Alan Ball’s “Here and Now” Doesn’t Shy Away from Suffering

In the November issue of Lion’s Roar magazine, eight practitioners discuss the Buddhist themes in their favorite TV shows. Between compassion, reality, and the cause of suffering, there’s lots to contemplate in Here and Now, says Jessica Pimentel.

Although Alan Ball’s new series Here and Now is not being renewed for a second season, I found season one interesting from a Buddhist perspective. The show touches on almost everything that leads to suffering in modern American society.

Alan Ball is famous for making shows with characters who have a blatant, “in your face” way of dealing with big personal, social, emotional, and mental problems. As a result, his shows are not for everyone. Here and Now tackles adultery, bigotry, coming-of-age and midlife crises, mental illness, morality, ethical behavior, LGBTQIA issues, religious discrimination, bullying, classism, racism, and the repercussions of abandonment and separating children from their mothers.

Can these hallucinations actually be a form of bodhisattva activity?

As if all of these issues were not enough fodder for contemplation, there’s a slightly supernatural/supermundane element to the show. One of the characters, a brilliant artist, suffers from severe schizophrenic hallucinations. Rather than just a slight warping of reality, these hallucinations are grand and poetic visualizations that are monstrous, all engulfing, and terrifying. His family cannot grasp the magnitude of what he is seeing.

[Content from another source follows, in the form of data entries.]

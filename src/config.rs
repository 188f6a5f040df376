//! Configuration loading and validation.
//!
//! Loads the run configuration from `./config.yaml` (or `$CONFIG_PATH`, or an
//! explicit `--config` path). Environment variables override file values;
//! file values override defaults.
//!
//! Precedence: env vars > config file > defaults. CLI flags are applied on
//! top by the binary.

use std::path::{Path, PathBuf};

use serde::Deserialize;

use crate::providers::{CompletionParams, TokenLimitKey};

/// Config file used when neither `--config` nor `$CONFIG_PATH` is given.
pub const DEFAULT_CONFIG_PATH: &str = "config.yaml";

/// Errors raised while loading or validating configuration. Always fatal.
#[derive(Debug, thiserror::Error)]
pub enum ConfigError {
    /// The config file does not exist.
    #[error(
        "configuration file '{}' not found; create config.yaml or set CONFIG_PATH",
        path.display()
    )]
    NotFound {
        /// Resolved config path.
        path: PathBuf,
    },
    /// The config file could not be read.
    #[error("failed to read config at {}: {source}", path.display())]
    Read {
        /// Resolved config path.
        path: PathBuf,
        /// Underlying I/O error.
        source: std::io::Error,
    },
    /// The config is not valid YAML for [`Config`].
    #[error("failed to parse config from {origin}: {source}")]
    Parse {
        /// Where the YAML came from.
        origin: String,
        /// Underlying YAML error.
        source: serde_yaml::Error,
    },
    /// A value is present but unusable.
    #[error("invalid config value for `{field}`: {reason}")]
    Invalid {
        /// Dotted config key.
        field: &'static str,
        /// What is wrong with it.
        reason: String,
    },
}

// ── Secrets ─────────────────────────────────────────────────────

/// An API key. Never printed by `Debug`.
#[derive(Clone, Default, PartialEq, Eq, Deserialize)]
#[serde(transparent)]
pub struct ApiKey(String);

impl ApiKey {
    /// Wrap a raw key.
    pub fn new(key: impl Into<String>) -> Self {
        Self(key.into())
    }

    /// The raw key, for building request headers.
    pub fn expose(&self) -> &str {
        &self.0
    }
}

impl std::fmt::Debug for ApiKey {
    fn fmt(&self, f: &mut std::fmt::Formatter<'_>) -> std::fmt::Result {
        f.write_str("__REDACTED__")
    }
}

// ── Top-level config ────────────────────────────────────────────

/// Top-level configuration loaded from YAML.
#[derive(Debug, Clone, Deserialize)]
#[serde(default)]
pub struct Config {
    /// Backend name: `azure_openai`, `openai`, `gemini`, `anthropic` or `groq`.
    pub llm_provider: String,
    /// Sampling parameters applied to every call.
    pub model_params: ModelParams,
    /// Azure OpenAI settings (legacy key `azure` accepted).
    #[serde(alias = "azure")]
    pub azure_openai: AzureOpenAiConfig,
    /// OpenAI settings.
    pub openai: OpenAiConfig,
    /// Gemini settings.
    pub gemini: GeminiConfig,
    /// Anthropic settings.
    pub anthropic: AnthropicConfig,
    /// Groq settings.
    pub groq: GroqConfig,
    /// Maximum personas processed at once by batch engines.
    pub concurrent_limit: usize,
    /// Survey run settings.
    pub survey: SurveyConfig,
    /// Interview run settings.
    pub interview: InterviewConfig,
    /// A/B test run settings.
    pub ab_test: AbTestConfig,
}

impl Default for Config {
    fn default() -> Self {
        Self {
            llm_provider: "azure_openai".to_owned(),
            model_params: ModelParams::default(),
            azure_openai: AzureOpenAiConfig::default(),
            openai: OpenAiConfig::default(),
            gemini: GeminiConfig::default(),
            anthropic: AnthropicConfig::default(),
            groq: GroqConfig::default(),
            concurrent_limit: 10,
            survey: SurveyConfig::default(),
            interview: InterviewConfig::default(),
            ab_test: AbTestConfig::default(),
        }
    }
}

impl Config {
    /// Load configuration with precedence: env vars > YAML file > defaults.
    ///
    /// The file path is `explicit`, else `$CONFIG_PATH`, else `./config.yaml`.
    ///
    /// # Errors
    ///
    /// Returns [`ConfigError::NotFound`] if the file does not exist, and
    /// `Read`/`Parse`/`Invalid` for unreadable, malformed or invalid content.
    pub fn load(explicit: Option<&Path>) -> Result<Self, ConfigError> {
        let path = config_path_with(explicit, |key| std::env::var(key).ok());
        let mut config = Self::load_from_file(&path)?;
        config.apply_overrides(|key| std::env::var(key).ok());
        config.validate()?;
        Ok(config)
    }

    /// Load from a YAML file only, no env overrides.
    fn load_from_file(path: &Path) -> Result<Self, ConfigError> {
        if !path.exists() {
            return Err(ConfigError::NotFound {
                path: path.to_path_buf(),
            });
        }
        let contents = std::fs::read_to_string(path).map_err(|source| ConfigError::Read {
            path: path.to_path_buf(),
            source,
        })?;
        tracing::info!(path = %path.display(), "loading config from file");
        serde_yaml::from_str(&contents).map_err(|source| ConfigError::Parse {
            origin: path.display().to_string(),
            source,
        })
    }

    /// Parse a YAML string into config.
    ///
    /// # Errors
    ///
    /// Returns [`ConfigError::Parse`] for malformed YAML.
    pub fn from_yaml(yaml: &str) -> Result<Self, ConfigError> {
        // An empty document deserializes to unit; treat it as all defaults.
        if yaml.trim().is_empty() {
            return Ok(Self::default());
        }
        serde_yaml::from_str(yaml).map_err(|source| ConfigError::Parse {
            origin: "inline YAML".to_owned(),
            source,
        })
    }

    /// Apply environment variable overrides (env > config > defaults).
    ///
    /// Takes a resolver function for testability (avoids `set_var` in tests).
    pub fn apply_overrides(&mut self, env: impl Fn(&str) -> Option<String>) {
        if let Some(v) = env("LLM_PROVIDER") {
            self.llm_provider = v;
        }

        // Azure OpenAI.
        if let Some(v) = env("AZURE_OPENAI_ENDPOINT") {
            self.azure_openai.endpoint = Some(v);
        }
        if let Some(v) = env("AZURE_OPENAI_API_KEY") {
            self.azure_openai.api_key = Some(ApiKey(v));
        }
        if let Some(v) = env("AZURE_OPENAI_API_VERSION") {
            self.azure_openai.api_version = Some(v);
        }
        if let Some(v) = env("AZURE_OPENAI_DEPLOYMENT_NAME") {
            self.azure_openai.deployment_name = Some(v);
        }

        // Single-key providers.
        if let Some(v) = env("OPENAI_API_KEY") {
            self.openai.api_key = Some(ApiKey(v));
        }
        if let Some(v) = env("GEMINI_API_KEY") {
            self.gemini.api_key = Some(ApiKey(v));
        }
        if let Some(v) = env("ANTHROPIC_API_KEY") {
            self.anthropic.api_key = Some(ApiKey(v));
        }
        if let Some(v) = env("GROQ_API_KEY") {
            self.groq.api_key = Some(ApiKey(v));
        }
    }

    /// Check values every run depends on.
    ///
    /// # Errors
    ///
    /// Returns [`ConfigError::Invalid`] for a zero concurrency limit.
    pub fn validate(&self) -> Result<(), ConfigError> {
        if self.concurrent_limit == 0 {
            return Err(ConfigError::Invalid {
                field: "concurrent_limit",
                reason: "must be at least 1".to_owned(),
            });
        }
        if self.interview.concurrent_limit == Some(0) {
            return Err(ConfigError::Invalid {
                field: "interview.concurrent_limit",
                reason: "must be at least 1".to_owned(),
            });
        }
        Ok(())
    }
}

/// Resolve the config path: explicit, then the resolver's `CONFIG_PATH`, then
/// `./config.yaml`.
pub fn config_path_with(
    explicit: Option<&Path>,
    env: impl Fn(&str) -> Option<String>,
) -> PathBuf {
    if let Some(p) = explicit {
        return p.to_path_buf();
    }
    if let Some(p) = env("CONFIG_PATH").filter(|p| !p.is_empty()) {
        return PathBuf::from(p);
    }
    PathBuf::from(DEFAULT_CONFIG_PATH)
}

/// Reject an empty required text value.
///
/// # Errors
///
/// Returns [`ConfigError::Invalid`] when `value` is blank.
pub fn require_text(field: &'static str, value: &str) -> Result<(), ConfigError> {
    if value.trim().is_empty() {
        return Err(ConfigError::Invalid {
            field,
            reason: "must not be empty".to_owned(),
        });
    }
    Ok(())
}

// ── Model params ────────────────────────────────────────────────

/// Sampling parameters shared by every provider.
#[derive(Debug, Clone, Copy, Default, Deserialize)]
#[serde(default)]
pub struct ModelParams {
    /// Sampling temperature.
    pub temperature: Option<f32>,
    /// Completion token cap.
    pub max_tokens: Option<u32>,
    /// Newer spelling of `max_tokens`; wins when both are set and is sent
    /// under this name to OpenAI-compatible APIs.
    pub max_completion_tokens: Option<u32>,
}

impl ModelParams {
    /// Normalised call parameters.
    pub fn completion_params(&self) -> CompletionParams {
        match self.max_completion_tokens {
            Some(limit) => CompletionParams {
                temperature: self.temperature,
                max_tokens: Some(limit),
                token_limit_key: TokenLimitKey::MaxCompletionTokens,
            },
            None => CompletionParams {
                temperature: self.temperature,
                max_tokens: self.max_tokens,
                token_limit_key: TokenLimitKey::MaxTokens,
            },
        }
    }
}

// ── Provider sections ───────────────────────────────────────────

/// Azure OpenAI deployment settings.
#[derive(Debug, Clone, Default, Deserialize)]
#[serde(default)]
pub struct AzureOpenAiConfig {
    /// Resource endpoint, e.g. `https://my-resource.openai.azure.com`.
    pub endpoint: Option<String>,
    /// API key.
    pub api_key: Option<ApiKey>,
    /// REST API version.
    pub api_version: Option<String>,
    /// Deployment name.
    pub deployment_name: Option<String>,
}

/// OpenAI settings.
#[derive(Debug, Clone, Default, Deserialize)]
#[serde(default)]
pub struct OpenAiConfig {
    /// API key.
    pub api_key: Option<ApiKey>,
    /// Model name (default `gpt-4o`).
    pub model: Option<String>,
    /// Alternative compatible base URL.
    pub base_url: Option<String>,
}

/// Gemini settings.
#[derive(Debug, Clone, Default, Deserialize)]
#[serde(default)]
pub struct GeminiConfig {
    /// API key.
    pub api_key: Option<ApiKey>,
    /// Model name (default `gemini-2.0-flash-exp`).
    pub model: Option<String>,
}

/// Anthropic settings.
#[derive(Debug, Clone, Default, Deserialize)]
#[serde(default)]
pub struct AnthropicConfig {
    /// API key.
    pub api_key: Option<ApiKey>,
    /// Model name (default `claude-sonnet-4-20250514`).
    pub model: Option<String>,
    /// Token cap used when `model_params` sets none (default 8192).
    pub max_tokens: Option<u32>,
}

/// Groq settings.
#[derive(Debug, Clone, Default, Deserialize)]
#[serde(default)]
pub struct GroqConfig {
    /// API key.
    pub api_key: Option<ApiKey>,
    /// Model name (default `gpt-oss-120b`).
    pub model: Option<String>,
}

// ── Engine sections ─────────────────────────────────────────────

/// Survey run settings.
#[derive(Debug, Clone, Deserialize)]
#[serde(default)]
pub struct SurveyConfig {
    /// Persona JSON file.
    pub input_file: PathBuf,
    /// Directory the result CSV goes into.
    pub output_dir: PathBuf,
    /// Result CSV file name, relative to `output_dir`.
    pub output_file: PathBuf,
    /// The question every persona answers.
    pub question: String,
}

impl Default for SurveyConfig {
    fn default() -> Self {
        Self {
            input_file: PathBuf::from("data/personas_100.json"),
            output_dir: PathBuf::from("output"),
            output_file: PathBuf::from("survey_result.csv"),
            question: String::new(),
        }
    }
}

impl SurveyConfig {
    /// Where the result table is written.
    pub fn output_path(&self) -> PathBuf {
        self.output_dir.join(&self.output_file)
    }
}

/// Interview run settings.
#[derive(Debug, Clone, Deserialize)]
#[serde(default)]
pub struct InterviewConfig {
    /// Persona JSON file.
    pub input_file: PathBuf,
    /// Result CSV path.
    pub output_file: PathBuf,
    /// Number of interviewer follow-up questions.
    pub max_turns: u32,
    /// Interview-specific concurrency; falls back to the global limit.
    pub concurrent_limit: Option<usize>,
    /// Opening question.
    pub initial_question: String,
}

impl Default for InterviewConfig {
    fn default() -> Self {
        Self {
            input_file: PathBuf::from("data/personas_100.json"),
            output_file: PathBuf::from("output/interview_result.csv"),
            max_turns: 3,
            concurrent_limit: None,
            initial_question: String::new(),
        }
    }
}

/// A/B test run settings.
#[derive(Debug, Clone, Deserialize)]
#[serde(default)]
pub struct AbTestConfig {
    /// Persona JSON file.
    pub input_file: PathBuf,
    /// Result CSV path.
    pub output_file: PathBuf,
    /// Ad copy for plan A.
    pub plan_a: String,
    /// Ad copy for plan B.
    pub plan_b: String,
}

impl Default for AbTestConfig {
    fn default() -> Self {
        Self {
            input_file: PathBuf::from("data/personas_100.json"),
            output_file: PathBuf::from("output/ab_test_result.csv"),
            plan_a: String::new(),
            plan_b: String::new(),
        }
    }
}

// ── Tests ───────────────────────────────────────────────────────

Later down the line, we see that his visions are not merely delusions of a sick mind but are connected to actual events that occurred in the life of his therapist, a Muslim who has struggled for many years with finding his spiritual center and coping with personal loss.

The visions are intricately tied to helping the therapist and turn out to be prophetic, which makes us question the nature of reality. Is it possible that many people who suffer mental illness are merely vibrating at a higher, more empathic level than the rest of us in Western culture have yet to understand? Can these hallucinations actually be a form of bodhisattva activity or a type of power to communicate with someone who is deeply suffering in order to help them?

Lastly, even though there is often conflict within this multiracial, multifaceted family, when things go extremely wrong, they seek methods of compromise, compassion, and forgiveness. In other words, the family pulls together and puts their differences and anger aside for the greater good.